According to Steven Soderbergh's challenging new film,
"Traffic," twenty-five percent of high-school kids are doing
drugs, and the situation today is different from the way it was
during the late 60's and 70's. Young people are not casually
"experimenting" any more and the drugs are more plentiful
and purer than they ever were. How do you cope with
numbers like that when the bad guys have more money to
keep the stuff flowing into our country and into our citizens'
veins than our government can afford to halt the torrent?
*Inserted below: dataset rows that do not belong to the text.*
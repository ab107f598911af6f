// SPDX-License-Identifier: GPL-3.0-only
// Copyright (C) 2025 Brian Hetro <whee@smaertness.net>

//! Aggregation of extracted records into a corpus.
//!
//! A [`Corpus`] is built by folding parsed [`Document`]s into per-kind
//! buckets. Once built it is only read. [`ingest_dir`] does the whole input
//! pass over a directory of XML files, logging and recording documents that
//! could not be used instead of stopping.

use crate::parser::{
    self, CompoundKind, CompoundRecord, Document, MemberKind, MemberRecord, ParseError,
};
use snafu::prelude::*;
use std::collections::BTreeMap;
use std::path::{Path, PathBuf};
use tracing::{debug, error, info, warn};
use walkdir::WalkDir;

/// Extension of the files read from the input directory.
pub const XML_EXTENSION: &str = "xml";

/// Error type for a document that could not be loaded.
#[derive(Debug, Snafu)]
pub enum LoadError {
    /// The file could not be read.
    #[snafu(display("failed to read {}: {source}", path.display()))]
    ReadFile {
        /// The file that failed.
        path: PathBuf,
        /// The underlying I/O error.
        source: std::io::Error,
    },

    /// The file was read but rejected by the parser.
    #[snafu(display("failed to parse {}: {source}", path.display()))]
    ParseFile {
        /// The file that failed.
        path: PathBuf,
        /// The parser's reason.
        source: ParseError,
    },
}

impl LoadError {
    /// Returns `true` if the file is well-formed XML of some other schema.
    ///
    /// Doxygen writes `index.xml` with a `<doxygenindex>` root next to the
    /// compound files, so these are expected and not treated as failures.
    #[must_use]
    pub const fn is_foreign_document(&self) -> bool {
        matches!(
            self,
            Self::ParseFile {
                source: ParseError::UnexpectedRoot { .. },
                ..
            }
        )
    }
}

/// Every record of a run, bucketed by kind.
#[derive(Debug, Clone, Default, PartialEq, Eq)]
pub struct Corpus {
    /// Class compounds, in insertion order.
    pub classes: Vec<CompoundRecord>,
    /// Namespace compounds, in insertion order.
    pub namespaces: Vec<CompoundRecord>,
    /// Struct compounds, in insertion order.
    pub structs: Vec<CompoundRecord>,
    /// Function members, in insertion order.
    pub functions: Vec<MemberRecord>,
    /// Enum members, in insertion order.
    pub enums: Vec<MemberRecord>,
    /// Variable members, in insertion order.
    pub variables: Vec<MemberRecord>,
    /// Typedef members, in insertion order.
    pub typedefs: Vec<MemberRecord>,
    /// Friend members, in insertion order.
    pub friends: Vec<MemberRecord>,
    /// Number of documents folded in.
    pub files_processed: usize,
    /// Occurrences of kinds that have no bucket, keyed by `compound:<kind>`
    /// or `member:<kind>`.
    pub unhandled_kinds: BTreeMap<String, usize>,
}

/// Per-kind record counts.
#[derive(Debug, Clone, Copy, Default, PartialEq, Eq)]
pub struct Stats {
    /// Documents that were parsed and folded in.
    pub total_files: usize,
    /// Number of classes.
    pub classes: usize,
    /// Number of namespaces.
    pub namespaces: usize,
    /// Number of structs.
    pub structs: usize,
    /// Number of functions.
    pub functions: usize,
    /// Number of enums.
    pub enums: usize,
    /// Number of variables.
    pub variables: usize,
    /// Number of typedefs.
    pub typedefs: usize,
    /// Number of friends.
    pub friends: usize,
}

impl Corpus {
    /// Builds a corpus from parsed documents.
    ///
    /// # Example
    ///
    /// ```
    /// use doxy2md::corpus::Corpus;
    /// use doxy2md::parser::parse_document;
    ///
    /// let doc = parse_document(r#"<doxygen>
    ///   <compounddef id="classA" kind="class"><compoundname>A</compoundname></compounddef>
    /// </doxygen>"#).unwrap();
    ///
    /// let corpus = Corpus::from_documents([doc]);
    /// assert_eq!(corpus.stats().classes, 1);
    /// assert_eq!(corpus.stats().total_files, 1);
    /// ```
    #[must_use]
    pub fn from_documents(documents: impl IntoIterator<Item = Document>) -> Self {
        documents.into_iter().fold(Self::default(), Self::with_document)
    }

    /// Returns this corpus with one more document folded in.
    #[must_use]
    pub fn with_document(mut self, document: Document) -> Self {
        self.files_processed += 1;

        for compound in document.compounds {
            let bucket = match compound.kind {
                CompoundKind::Class => &mut self.classes,
                CompoundKind::Namespace => &mut self.namespaces,
                CompoundKind::Struct => &mut self.structs,
                CompoundKind::Other(_) => {
                    *self
                        .unhandled_kinds
                        .entry(format!("compound:{}", compound.kind.as_str()))
                        .or_default() += 1;
                    continue;
                }
            };
            bucket.push(compound);
        }

        for member in document.members {
            let bucket = match member.kind {
                MemberKind::Function => &mut self.functions,
                MemberKind::Enum => &mut self.enums,
                MemberKind::Variable => &mut self.variables,
                MemberKind::Typedef => &mut self.typedefs,
                MemberKind::Friend => &mut self.friends,
                MemberKind::Other(_) => {
                    *self
                        .unhandled_kinds
                        .entry(format!("member:{}", member.kind.as_str()))
                        .or_default() += 1;
                    continue;
                }
            };
            bucket.push(member);
        }

        self
    }

    /// Returns the per-kind counts, derived from the bucket lengths.
    #[must_use]
    pub fn stats(&self) -> Stats {
        Stats {
            total_files: self.files_processed,
            classes: self.classes.len(),
            namespaces: self.namespaces.len(),
            structs: self.structs.len(),
            functions: self.functions.len(),
            enums: self.enums.len(),
            variables: self.variables.len(),
            typedefs: self.typedefs.len(),
            friends: self.friends.len(),
        }
    }

    /// Returns the class with the given id, if any.
    #[must_use]
    pub fn class(&self, id: &str) -> Option<&CompoundRecord> {
        self.classes.iter().find(|c| c.id == id)
    }

    /// Returns the functions, enums and variables that belong to `owner`.
    #[must_use]
    pub fn members_of<'a>(&'a self, owner: &CompoundRecord) -> OwnedMembers<'a> {
        let select = |members: &'a [MemberRecord]| -> Vec<&'a MemberRecord> {
            members.iter().filter(|m| belongs_to(m, owner)).collect()
        };
        OwnedMembers {
            functions: select(&self.functions),
            enums: select(&self.enums),
            variables: select(&self.variables),
        }
    }
}

/// Members associated with one compound, in corpus order.
#[derive(Debug, Clone, Default, PartialEq, Eq)]
pub struct OwnedMembers<'a> {
    /// Member functions.
    pub functions: Vec<&'a MemberRecord>,
    /// Member enums.
    pub enums: Vec<&'a MemberRecord>,
    /// Data members.
    pub variables: Vec<&'a MemberRecord>,
}

/// Decides whether `member` belongs to `owner`.
///
/// Uses the enclosing compound recorded at parse time. Members without one
/// fall back to id containment, since Doxygen member ids are prefixed by
/// the id of their compound.
fn belongs_to(member: &MemberRecord, owner: &CompoundRecord) -> bool {
    if owner.id.is_empty() {
        return false;
    }
    match &member.owner {
        Some(id) => *id == owner.id,
        None => member.id.contains(&owner.id),
    }
}

/// The outcome of reading an input directory.
#[derive(Debug, Default)]
pub struct Ingest {
    /// Records from every accepted document.
    pub corpus: Corpus,
    /// Names of every XML file found, accepted or not.
    pub files: Vec<String>,
    /// Well-formed files with a non-Doxygen root element.
    pub skipped: Vec<PathBuf>,
    /// Files that could not be read or were not well-formed.
    pub failures: Vec<LoadError>,
}

/// Lists the XML files directly inside `dir`, sorted by path.
///
/// Symlinks are followed. Entries that cannot be read, including dangling
/// links, are logged and left out.
#[must_use]
pub fn collect_xml_files(dir: &Path) -> Vec<PathBuf> {
    let mut files: Vec<PathBuf> = WalkDir::new(dir)
        .min_depth(1)
        .max_depth(1)
        .follow_links(true)
        .into_iter()
        .filter_map(|entry| match entry {
            Ok(entry) => Some(entry),
            Err(err) => {
                warn!("skipping unreadable entry: {err}");
                None
            }
        })
        .filter(|e| e.file_type().is_file())
        .filter(|e| e.path().extension().is_some_and(|ext| ext == XML_EXTENSION))
        .map(walkdir::DirEntry::into_path)
        .collect();
    files.sort();
    files
}

/// Reads and parses one file.
///
/// # Errors
///
/// Returns [`LoadError::ReadFile`] if the file cannot be read and
/// [`LoadError::ParseFile`] if the parser rejects it.
pub fn load_file(path: &Path) -> Result<Document, LoadError> {
    let xml = std::fs::read_to_string(path).context(ReadFileSnafu { path })?;
    parser::parse_document(&xml).context(ParseFileSnafu { path })
}

/// Parses every XML file in `dir` and folds the results into a corpus.
///
/// Rejected documents are logged and reported in the returned [`Ingest`];
/// they never stop the pass. An empty directory yields an empty corpus.
#[must_use]
pub fn ingest_dir(dir: &Path) -> Ingest {
    let paths = collect_xml_files(dir);
    info!("Found {} XML files in {}", paths.len(), dir.display());

    let mut skipped = Vec::new();
    let mut failures = Vec::new();
    let documents: Vec<Document> = paths
        .iter()
        .filter_map(|path| match load_file(path) {
            Ok(document) => {
                debug!(
                    compounds = document.compounds.len(),
                    members = document.members.len(),
                    "parsed {}",
                    path.display()
                );
                Some(document)
            }
            Err(err) if err.is_foreign_document() => {
                warn!("Skipping {err}");
                skipped.push(path.clone());
                None
            }
            Err(err) => {
                error!("{err}");
                failures.push(err);
                None
            }
        })
        .collect();

    let corpus = Corpus::from_documents(documents);
    log_summary(&corpus);

    let files = paths
        .iter()
        .filter_map(|p| p.file_name())
        .map(|name| name.to_string_lossy().into_owned())
        .collect();

    Ingest {
        corpus,
        files,
        skipped,
        failures,
    }
}

fn log_summary(corpus: &Corpus) {
    let stats = corpus.stats();
    info!(
        total_files = stats.total_files,
        classes = stats.classes,
        namespaces = stats.namespaces,
        structs = stats.structs,
        functions = stats.functions,
        enums = stats.enums,
        variables = stats.variables,
        typedefs = stats.typedefs,
        friends = stats.friends,
        "Parsing complete"
    );
    for (kind, count) in &corpus.unhandled_kinds {
        warn!("Ignored {count} record(s) of unhandled kind {kind}");
    }
}
// SPDX-License-Identifier: GPL-3.0-only
// Copyright (C) 2025 Brian Hetro <whee@smaertness.net>

//! Markdown rendering of individual records.
//!
//! This module holds the building blocks the page composers in
//! [`crate::pages`] stitch together: entry renderers for functions, enums,
//! variables and classes, the signature composer, the table of contents and
//! the description reformatter. Everything here is a pure function of its
//! inputs.
//!
//! # Example
//!
//! ```
//! use doxy2md::parser::{MemberKind, MemberRecord, Protection};
//! use doxy2md::renderer::render_function_entry;
//!
//! let func = MemberRecord {
//!     id: "classFoo_1a1".into(),
//!     kind: MemberKind::Function,
//!     name: "size".into(),
//!     return_type: "std::size_t".into(),
//!     protection: Protection::Public,
//!     is_static: false,
//!     is_const: true,
//!     is_virtual: false,
//!     brief_description: "Number of items.".into(),
//!     detailed_description: String::new(),
//!     parameters: Vec::new(),
//!     raw_argument_string: "() const".into(),
//!     definition: String::new(),
//!     owner: None,
//! };
//!
//! let markdown = render_function_entry(&func);
//! assert!(markdown.starts_with("### size\n\n`std::size_t size() const`"));
//! assert!(markdown.contains("**Brief:** Number of items."));
//! ```

use crate::corpus::OwnedMembers;
use crate::parser::{CompoundRecord, MemberRecord, Parameter, Protection};
use chrono::{DateTime, Utc};
use regex::Regex;
use serde::Deserialize;
use std::fmt::Write;
use std::sync::LazyLock;

/// Turns a heading into the anchor a Markdown host assigns to it.
///
/// Table-of-contents links only work when this matches the heading-slug
/// algorithm of the site the pages are published on.
pub type Slugify = fn(&str) -> String;

/// Hand-written overview shown on the index page.
///
/// None of this is derived from the input. Every field has a default, so a
/// JSON file only needs to name the fields it changes.
#[derive(Debug, Clone, PartialEq, Eq, Deserialize)]
#[serde(default)]
pub struct Overview {
    /// Page title, usually the library name.
    pub title: String,
    /// Library version.
    pub version: Option<String>,
    /// One-line description shown under the title.
    pub description: Option<String>,
    /// Paragraph for the `## Overview` section.
    pub summary: Option<String>,
    /// Groups listed under `## Main Components`.
    pub highlights: Vec<HighlightGroup>,
    /// Closing line of the page.
    pub footer: String,
}

impl Default for Overview {
    fn default() -> Self {
        Self {
            title: "API Documentation".into(),
            version: None,
            description: None,
            summary: None,
            highlights: Vec::new(),
            footer: "*Generated directly from Doxygen XML documentation*".into(),
        }
    }
}

/// A titled list of components on the index page.
#[derive(Debug, Clone, Default, PartialEq, Eq, Deserialize)]
#[serde(default)]
pub struct HighlightGroup {
    /// Heading of the group, e.g. "Core Classes".
    pub heading: String,
    /// Components in display order.
    pub items: Vec<Highlight>,
}

/// One component on the index page.
#[derive(Debug, Clone, Default, PartialEq, Eq, Deserialize)]
#[serde(default)]
pub struct Highlight {
    /// Component name, e.g. "AdobeAsset".
    pub name: String,
    /// Short explanation shown after the name.
    pub summary: String,
}

/// Configuration options for Markdown rendering.
#[derive(Debug, Clone)]
pub struct RenderOptions {
    /// Content of the index page's hand-written sections.
    pub overview: Overview,

    /// Anchor generation for table-of-contents links.
    ///
    /// Defaults to [`legacy_anchor`].
    pub slugify: Slugify,

    /// When set, the index page says when it was generated.
    ///
    /// Off by default so that reruns over the same input are byte-identical.
    pub generated_at: Option<DateTime<Utc>>,
}

impl Default for RenderOptions {
    fn default() -> Self {
        Self {
            overview: Overview::default(),
            slugify: legacy_anchor,
            generated_at: None,
        }
    }
}

/// Anchor convention of the publishing pipeline these pages were first
/// written for.
///
/// Lowercases, turns spaces and `::` into `-`, and strips
/// `( ) & < > , = ~ * [ ]`. Everything else is kept.
///
/// # Example
///
/// ```
/// use doxy2md::renderer::legacy_anchor;
///
/// assert_eq!(legacy_anchor("~AdobeAsset"), "adobeasset");
/// assert_eq!(legacy_anchor("operator<<"), "operator");
/// assert_eq!(legacy_anchor("ccx::Space"), "ccx-space");
/// ```
#[must_use]
pub fn legacy_anchor(heading: &str) -> String {
    heading
        .to_lowercase()
        .replace(' ', "-")
        .replace("::", "-")
        .chars()
        .filter(|c| !matches!(c, '(' | ')' | '&' | '<' | '>' | ',' | '=' | '~' | '*' | '[' | ']'))
        .collect()
}

/// GitHub's heading anchor convention.
///
/// Lowercases, keeps alphanumerics, `-` and `_`, turns spaces into `-`
/// and drops everything else.
///
/// # Example
///
/// ```
/// use doxy2md::renderer::github_anchor;
///
/// assert_eq!(github_anchor("ccx::Space"), "ccxspace");
/// assert_eq!(github_anchor("get_name"), "get_name");
/// ```
#[must_use]
pub fn github_anchor(heading: &str) -> String {
    heading
        .to_lowercase()
        .chars()
        .filter_map(|c| match c {
            ' ' => Some('-'),
            c if c.is_alphanumeric() || c == '-' || c == '_' => Some(c),
            _ => None,
        })
        .collect()
}

static RE_PARA: LazyLock<Regex> =
    LazyLock::new(|| Regex::new(r"(?s)<para>(.*?)</para>").unwrap());

static RE_EMPHASIS: LazyLock<Regex> =
    LazyLock::new(|| Regex::new(r"<emphasis>(.*?)</emphasis>").unwrap());

static RE_ULINK: LazyLock<Regex> =
    LazyLock::new(|| Regex::new(r#"<ulink url="([^"]*)">(.*?)</ulink>"#).unwrap());

static RE_MEMBER_REF: LazyLock<Regex> = LazyLock::new(|| {
    Regex::new(r#"<ref refid="([^"]*)" kindref="member">(.*?)</ref>"#).unwrap()
});

static RE_BLANK_LINES: LazyLock<Regex> = LazyLock::new(|| Regex::new(r"\n\s*\n").unwrap());

/// Rewrites the few Doxygen markup tags that have a Markdown equivalent.
///
/// Paragraphs become blank-line separated blocks, emphasis becomes bold,
/// `ulink` becomes a link, and member `ref`s become inline code holding the
/// label. Any other markup is left as it is. Blank-line runs are collapsed
/// and the result is trimmed.
///
/// # Example
///
/// ```
/// use doxy2md::renderer::format_description;
///
/// assert_eq!(
///     format_description("<para>Hello <emphasis>world</emphasis></para>"),
///     "Hello **world**"
/// );
/// ```
#[must_use]
pub fn format_description(description: &str) -> String {
    if description.is_empty() {
        return String::new();
    }

    let text = RE_PARA.replace_all(description, "${1}\n\n");
    let text = RE_EMPHASIS.replace_all(&text, "**${1}**");
    let text = RE_ULINK.replace_all(&text, "[${2}](${1})");
    let text = RE_MEMBER_REF.replace_all(&text, "`${2}`");
    let text = RE_BLANK_LINES.replace_all(&text, "\n\n");

    text.trim().to_owned()
}

/// Composes the one-line signature of a function.
///
/// Constructors and destructors (no return type, or a `~` name) render
/// without a type. Any other function with an empty type gets `void`.
///
/// # Example
///
/// ```
/// # use doxy2md::parser::{MemberKind, MemberRecord, Protection};
/// use doxy2md::renderer::compose_signature;
/// # let blank = MemberRecord {
/// #     id: String::new(), kind: MemberKind::Function, name: String::new(),
/// #     return_type: String::new(), protection: Protection::Unset,
/// #     is_static: false, is_const: false, is_virtual: false,
/// #     brief_description: String::new(), detailed_description: String::new(),
/// #     parameters: Vec::new(), raw_argument_string: String::new(),
/// #     definition: String::new(), owner: None,
/// # };
///
/// let ctor = MemberRecord { name: "Foo".into(), raw_argument_string: "(int x)".into(), ..blank.clone() };
/// assert_eq!(compose_signature(&ctor), "Foo(int x)");
///
/// let func = MemberRecord { name: "Bar".into(), return_type: "int".into(), ..blank };
/// assert_eq!(compose_signature(&func), "int Bar()");
/// ```
#[must_use]
pub fn compose_signature(func: &MemberRecord) -> String {
    let name = func.name.as_str();
    let args = argument_list(func.raw_argument_string.trim());

    let is_structor = name.starts_with('~')
        || (func.return_type.is_empty() && !name.is_empty() && !name.starts_with("operator"));
    if is_structor {
        return format!("{name}{args}");
    }

    let return_type = if func.return_type.is_empty() {
        "void"
    } else {
        &func.return_type
    };
    format!("{return_type} {name}{args}")
}

fn argument_list(raw: &str) -> String {
    if raw.is_empty() {
        "()".to_owned()
    } else if raw.starts_with('(') {
        raw.to_owned()
    } else {
        format!("({raw})")
    }
}

/// Builds the `**Qualifiers:**` value for a member.
///
/// Markers appear in a fixed order: protection, static, const, virtual.
/// Returns `None` when no marker applies.
#[must_use]
pub fn qualifiers(member: &MemberRecord) -> Option<String> {
    let protection = match member.protection {
        Protection::Public => Some("🟢 **public**"),
        Protection::Private => Some("🔴 **private**"),
        Protection::Protected => Some("🟡 **protected**"),
        Protection::Package | Protection::Unset => None,
    };

    let markers: Vec<&str> = [
        protection,
        member.is_static.then_some("⚡ **static**"),
        member.is_const.then_some("🔒 **const**"),
        member.is_virtual.then_some("👻 **virtual**"),
    ]
    .into_iter()
    .flatten()
    .collect();

    (!markers.is_empty()).then(|| markers.join(" "))
}

/// Renders the `**Parameters:**` block, or nothing when there are none.
#[must_use]
pub fn format_parameters(parameters: &[Parameter]) -> String {
    if parameters.is_empty() {
        return String::new();
    }

    let mut out = String::from("**Parameters:**\n\n");
    for param in parameters {
        write!(
            out,
            "- **`{}`** (`{}`)",
            escape_for_inline_code(&param.name),
            escape_for_inline_code(&param.type_name)
        )
        .unwrap();
        if let Some(default) = param.default.as_deref().filter(|d| !d.is_empty()) {
            write!(out, " = `{}`", escape_for_inline_code(default)).unwrap();
        }
        if !param.description.is_empty() {
            write!(out, " - {}", param.description).unwrap();
        }
        out.push('\n');
    }
    out.push('\n');
    out
}

/// Renders one function as a `###` section.
#[must_use]
pub fn render_function_entry(func: &MemberRecord) -> String {
    let mut out = String::new();
    writeln!(out, "### {}\n", display_name(&func.name)).unwrap();
    writeln!(out, "`{}`\n", escape_for_inline_code(&compose_signature(func))).unwrap();
    render_descriptions(&mut out, &func.brief_description, &func.detailed_description);
    out.push_str(&format_parameters(&func.parameters));
    render_qualifiers(&mut out, func);
    out
}

/// Renders one enum as a `###` section.
#[must_use]
pub fn render_enum_entry(item: &MemberRecord) -> String {
    let name = display_name(&item.name);
    let mut out = String::new();
    writeln!(out, "### {name}\n").unwrap();
    writeln!(out, "`enum {}`\n", escape_for_inline_code(name)).unwrap();
    render_descriptions(&mut out, &item.brief_description, &item.detailed_description);
    render_qualifiers(&mut out, item);
    out
}

/// Renders one variable as a `###` section.
#[must_use]
pub fn render_variable_entry(var: &MemberRecord) -> String {
    let name = display_name(&var.name);
    let var_type = if var.return_type.is_empty() {
        "auto"
    } else {
        &var.return_type
    };
    let mut out = String::new();
    writeln!(out, "### {name}\n").unwrap();
    writeln!(out, "`{}`\n", escape_for_inline_code(&format!("{var_type} {name}"))).unwrap();
    render_descriptions(&mut out, &var.brief_description, &var.detailed_description);
    render_qualifiers(&mut out, var);
    out
}

/// Renders the summary of a class shown on the class list.
///
/// `detail_page` is the filename of the class's own page.
#[must_use]
pub fn render_class_entry(class: &CompoundRecord, detail_page: &str) -> String {
    let mut out = String::new();
    writeln!(out, "### {}\n", display_name(&class.name)).unwrap();
    render_descriptions(&mut out, &class.brief_description, &class.detailed_description);
    writeln!(out, "- **Language:** {}\n", display_language(&class.language)).unwrap();

    if !class.base_classes.is_empty() {
        out.push_str("**Base Classes:**\n");
        for base in &class.base_classes {
            writeln!(out, "- {}", base.name).unwrap();
        }
        out.push('\n');
    }

    writeln!(out, "[Detailed Documentation]({detail_page})\n").unwrap();
    out
}

/// Renders the table of contents for a class page.
///
/// Sections appear only for member kinds that are present.
#[must_use]
pub fn render_table_of_contents(members: &OwnedMembers<'_>, slugify: Slugify) -> String {
    let mut out = String::from("## Table of Contents\n\n");
    let sections = [
        ("Member Functions", &members.functions),
        ("Types", &members.enums),
        ("Attributes", &members.variables),
    ];

    for (title, items) in sections {
        if items.is_empty() {
            continue;
        }
        writeln!(out, "### {title}\n").unwrap();
        for item in items.iter() {
            let name = display_name(&item.name);
            writeln!(out, "- [{name}](#{})", slugify(name)).unwrap();
        }
        out.push('\n');
    }

    out
}

/// Appends the `**Brief:**` and `**Description:**` lines that have content.
pub(crate) fn render_descriptions(out: &mut String, brief: &str, detailed: &str) {
    if !brief.is_empty() {
        writeln!(out, "**Brief:** {brief}\n").unwrap();
    }
    let detailed = format_description(detailed);
    if !detailed.is_empty() {
        writeln!(out, "**Description:** {detailed}\n").unwrap();
    }
}

fn render_qualifiers(out: &mut String, member: &MemberRecord) {
    if let Some(qualifiers) = qualifiers(member) {
        writeln!(out, "**Qualifiers:** {qualifiers}\n").unwrap();
    }
}

pub(crate) fn display_name(name: &str) -> &str {
    if name.is_empty() { "Unknown" } else { name }
}

pub(crate) fn display_language(language: &str) -> &str {
    if language.is_empty() { "Unknown" } else { language }
}

/// Escapes backticks in a string for use inside inline code spans.
///
/// Replaces backticks with single quotes so that a stray backtick in a
/// declaration cannot end the code span early.
pub(crate) fn escape_for_inline_code(s: &str) -> String {
    s.replace('`', "'")
}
Utilizing a screenplay by Stephen Gaghan (who scripted
William Friedkin's"Rules of Engagement" but here eschews
a crazed scenario that focussed on a Marine officer who
"wastes" a throng of Arab demonstrators), Soderbergh makes
ample use of hand-held cameras to build an edgy but highly
intelligent police thriller. Giving the two and one-half hour
drama the same docu-drama feel that he furnished to his first
movie, "sex, lies and videotape" (about a selfish lawyer
whose wife has turned frigid, whose sister-in-law is his lover,
and whose college friend comes up for a visit), Soderbergh
shucks that story's Eric-Rohmer style talkiness for the sort of
energy inherent in his February blockbuster, "Erin
Brockovich."
"Traffic," whose hand-held cinematography by Peter
Andrews (a pseudonym for Soderbergh himself) gives the
picture a frighteningly real texture, embraces enough twists to
convince us that in this ongoing war on drugs, things are
seldom what they seem. Twist follows curves, as Soderbergh
plunges us into three separate stories. Unlike Robert Altman,
he does not ultimately unify his tales but nonetheless shows
how a narrative dealing with drug lords in Mexico meshes
with a yarn about a family's attempts to deal with their
daughter's addiction, which then plaits with the story of a
criminal who turns coat and prepares to testify against a
major U.S. kingpin. Despite the docu-drama feel of the
movie, "Traffic" actually evokes the thrills of John
Frankenheimer's "The French Connection."
Michael Douglas, now looking more like his dad than ever
before, could be called the center of the three stories. In the
role of Robert Wakefield, a conservative justice on the Ohio
Supreme Court who has just been appointed by the president
to head the Drug Enforcement Administration, the handsome
actor symbolizes the cynicism that the so-called war on drugs
elicits in people of all political stripes. Opening as a naive,
gung-ho fighter who expects to make a real dent in drug
traffic, he is bureaucratically restrained by the president's
staff, which cautions Wakefield to hold no press conferences
for several weeks and to deliver no speeches to the media
unless cleared by the the administration. Convinced that he
will learn nothing if he remains in the Beltway like so many
other politicians, he travels to the Mexican border at San
Ysidro, consulting with Mexican authorities and later with top
officials of the FBI and other organizations. Naive to a fault,
he is unaware that his own 16-year-old daughter, Caroline
(Erika Christensen), is a heroin addict--a fact known for
months by his wife, Barbara (Amy Irving).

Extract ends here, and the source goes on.